[Saved entries]
==============================
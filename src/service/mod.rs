//! Execution services
//!
//! Two layers sit between a [`Provider`](crate::provider::Provider) and a
//! pipeline:
//!
//! - [`ExecutorService`] - runs one query synchronously on the calling thread
//!   ([`ProviderExecutor`] is the stock implementation)
//! - [`ManagerService`] - schedules queries onto a bounded worker pool, tracks
//!   queued/running counts and drains on shutdown ([`ConcurrentManager`])
//!
//! Pipelines hold a manager as `Arc<dyn ManagerService<T, H>>`, so any
//! implementation of the trait can back a pipeline.

pub mod executor;
pub mod manager;

pub use executor::{ExecutorService, ProviderExecutor};
pub use manager::{ConcurrentManager, ManagerService, TaskHandle};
==============================
Looking at the records above, work out how many lines contain "ConcurrentManager". Give the number only.

2